La découverte de plusieurs maladies à étiologie organique ayant une expression psychique prépondérante (Alzheimer, crétinisme, certaines tumeurs cérébrales, la paralysie générale…), a été à l’origine d’une approche organiciste exclusive, mais qui a été vite abandonnée plus tard pour d’autres axes de recherches.

En effet, au XIXème siècle apparut le père de la neurologie moderne : le neurologue Jean Martin Charcot, qui donna son nom à la sclérose latérale amyotrophique SLA (la maladie de Charcot). Dès 1870, il s’est consacré à la psychiatrie en essayant de trouver des causes pathologiques organicistes aux différentes expressions psychiques.

A cette époque, au sens de la société occidentale, la femme était marginalisée, réprimée et sans possibilité d’expression ni au sein de la famille ni dans l’espace public, la poussant à privilégier le langage du corps dans toutes les attitudes corporelles (mouvements de torsion, attitudes clownesques…). La majorité des malades mentaux des hôpitaux psychiatriques étaient des femmes, en majorité des hystériques, sur lesquelles Charcot a réalisé des travaux approfondis en tentant une approche anatomoclinique. Malgré ses vaines tentatives, l’expression de « la grande crise de Charcot » fut employée pour décrire les grandes attaques hystériques et ses expériences ont inspiré les jeunes générations de psychiatres en contribuant à mettre une frontière entre la neurologie et la psychiatrie.

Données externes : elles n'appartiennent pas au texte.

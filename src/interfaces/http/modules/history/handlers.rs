//! Operation history handlers. The ledger is append-only: there is no
//! update or delete route.

use std::sync::Arc;

use axum::{
    extract::{Path, Query, State},
    http::StatusCode,
    Json,
};

use super::dto::{AddHistoryRecordRequest, HistoryQuery, HistoryRecordDto};
use crate::application::HistoryService;
use crate::interfaces::http::common::{
    error_response, ApiResponse, ApiResult, ErrorResponse, ValidatedJson,
};

#[derive(Clone)]
pub struct HistoryHandlerState {
    pub history: Arc<HistoryService>,
}

#[utoipa::path(
    get,
    path = "/api/v1/rus/{ru_id}/history",
    tag = "History",
    security(("bearer_auth" = [])),
    params(
        ("ru_id" = String, Path, description = "Unit ID"),
        HistoryQuery
    ),
    responses(
        (status = 200, description = "Records, newest first", body = ApiResponse<Vec<HistoryRecordDto>>),
        (status = 401, description = "Unauthorized")
    )
)]
pub async fn get_history(
    State(state): State<HistoryHandlerState>,
    Path(ru_id): Path<String>,
    Query(params): Query<HistoryQuery>,
) -> ApiResult<Vec<HistoryRecordDto>> {
    let records = state
        .history
        .query(&ru_id, params.bound())
        .await
        .map_err(error_response)?;

    Ok(Json(ApiResponse::success(
        records.into_iter().map(HistoryRecordDto::from).collect(),
    )))
}

#[utoipa::path(
    post,
    path = "/api/v1/rus/{ru_id}/history",
    tag = "History",
    security(("bearer_auth" = [])),
    params(("ru_id" = String, Path, description = "Unit ID")),
    request_body = AddHistoryRecordRequest,
    responses(
        (status = 201, description = "Record stored", body = ApiResponse<HistoryRecordDto>),
        (status = 404, description = "Unit not found"),
        (status = 422, description = "Validation error")
    )
)]
pub async fn add_history(
    State(state): State<HistoryHandlerState>,
    Path(ru_id): Path<String>,
    ValidatedJson(request): ValidatedJson<AddHistoryRecordRequest>,
) -> Result<(StatusCode, Json<ApiResponse<HistoryRecordDto>>), ErrorResponse> {
    let record = state
        .history
        .append(&ru_id, request.into())
        .await
        .map_err(error_response)?;

    Ok((
        StatusCode::CREATED,
        Json(ApiResponse::success(HistoryRecordDto::from(record))),
    ))
}
//! HTTP REST API
//!
//! - `middleware`: bearer-token gate and role gate
//! - `modules`: per-resource DTOs and handlers
//! - `router`: route table, OpenAPI document and Swagger UI

pub mod common;
pub mod middleware;
pub mod modules;
pub mod router;

pub use router::{create_api_router, ApiDoc, ApiServices};
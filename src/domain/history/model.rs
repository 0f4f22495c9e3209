//! Operation record entity

use chrono::{DateTime, Local, NaiveDate, NaiveDateTime, Utc};

/// Optional context attached to an operation.
#[derive(Debug, Clone, Default, PartialEq)]
pub struct HistoryDetails {
    pub reason: Option<String>,
    pub document_type: Option<String>,
    pub order_number: Option<String>,
    pub work_order_number: Option<String>,
    pub start_date: Option<NaiveDate>,
    pub end_date: Option<NaiveDate>,
    pub responsible_person: Option<String>,
    pub comment: Option<String>,
    pub severity: Option<String>,
}

/// Caller-supplied part of a ledger entry.
#[derive(Debug, Clone)]
pub struct NewOperationRecord {
    /// Snapshot of the cell label at the time of the action
    pub cell_number: String,
    pub cell_name: String,
    pub action: String,
    /// Operator name, not an account reference
    pub operator: String,
    /// Operator's wall-clock time of the action; server local time when absent
    pub timestamp: Option<NaiveDateTime>,
    pub details: HistoryDetails,
}

/// Immutable ledger entry.
#[derive(Debug, Clone, PartialEq)]
pub struct OperationRecord {
    pub id: String,
    pub ru_id: String,
    pub cell_number: String,
    pub cell_name: String,
    pub action: String,
    pub operator: String,
    pub timestamp: NaiveDateTime,
    pub details: HistoryDetails,
    pub created_at: DateTime<Utc>,
    pub updated_at: DateTime<Utc>,
}

impl OperationRecord {
    pub fn new(id: String, ru_id: &str, entry: NewOperationRecord, now: DateTime<Utc>) -> Self {
        Self {
            id,
            ru_id: ru_id.to_string(),
            cell_number: entry.cell_number,
            cell_name: entry.cell_name,
            action: entry.action,
            operator: entry.operator,
            timestamp: entry
                .timestamp
                .unwrap_or_else(|| now.with_timezone(&Local).naive_local()),
            details: entry.details,
            created_at: now,
            updated_at: now,
        }
    }
}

Parmi les contributions majeures de Charcot, il est utile de citer les multiples contradictions anatomo-clonique auxquelles il fit face. Il se rendit compte que beaucoup de ses patients souffraient de symptomatologie réelle mais sans aucun substratum anatomique. Par exemple, beaucoup se plaignaient de paralysie ou de mouvements anormaux des membres ; il était aisé de déterminer l’origine anorganique de ces troubles puisqu’ils ne correspondaient absolument pas à la réalité anatomique, à l’image de ce patient qui avait le bras paralysé bien ques ses doigts pouvaient bouger normalement…

C’est ainsi que Charcot a pu déterminer que l’hystérie était une conversion de la psyché vers l’organique. En d’autres termes, lorsque la verbalisation ne fonctionne pas, c’est à travers le corps (le soma) que se manifeste le conflit psychique.

Enfin, notons que c’est également à lui que revient le mérite d’avoir infirmé définitivement le postulat que l’hystérie était une maladie exclusivement féminine (rappelons que l’étymologie du mot renvoit à hystericus, relatif à l’utérus).

A la même époque, en Allemagne, le psychiatre Emil Kraepelin, fondateur de la psychiatrie scientifique moderne, suivait ses malades durant des années et observait l’évolution des symptômes et leurs différentes formes. En travaillant sur la nosographie, il ajouta deux maladies psychiatriques : la psychose maniacodépressive (actuellement nommée trouble bipolaire) et la démence précoce (devenue schizophrénie après les travaux de Bleuler).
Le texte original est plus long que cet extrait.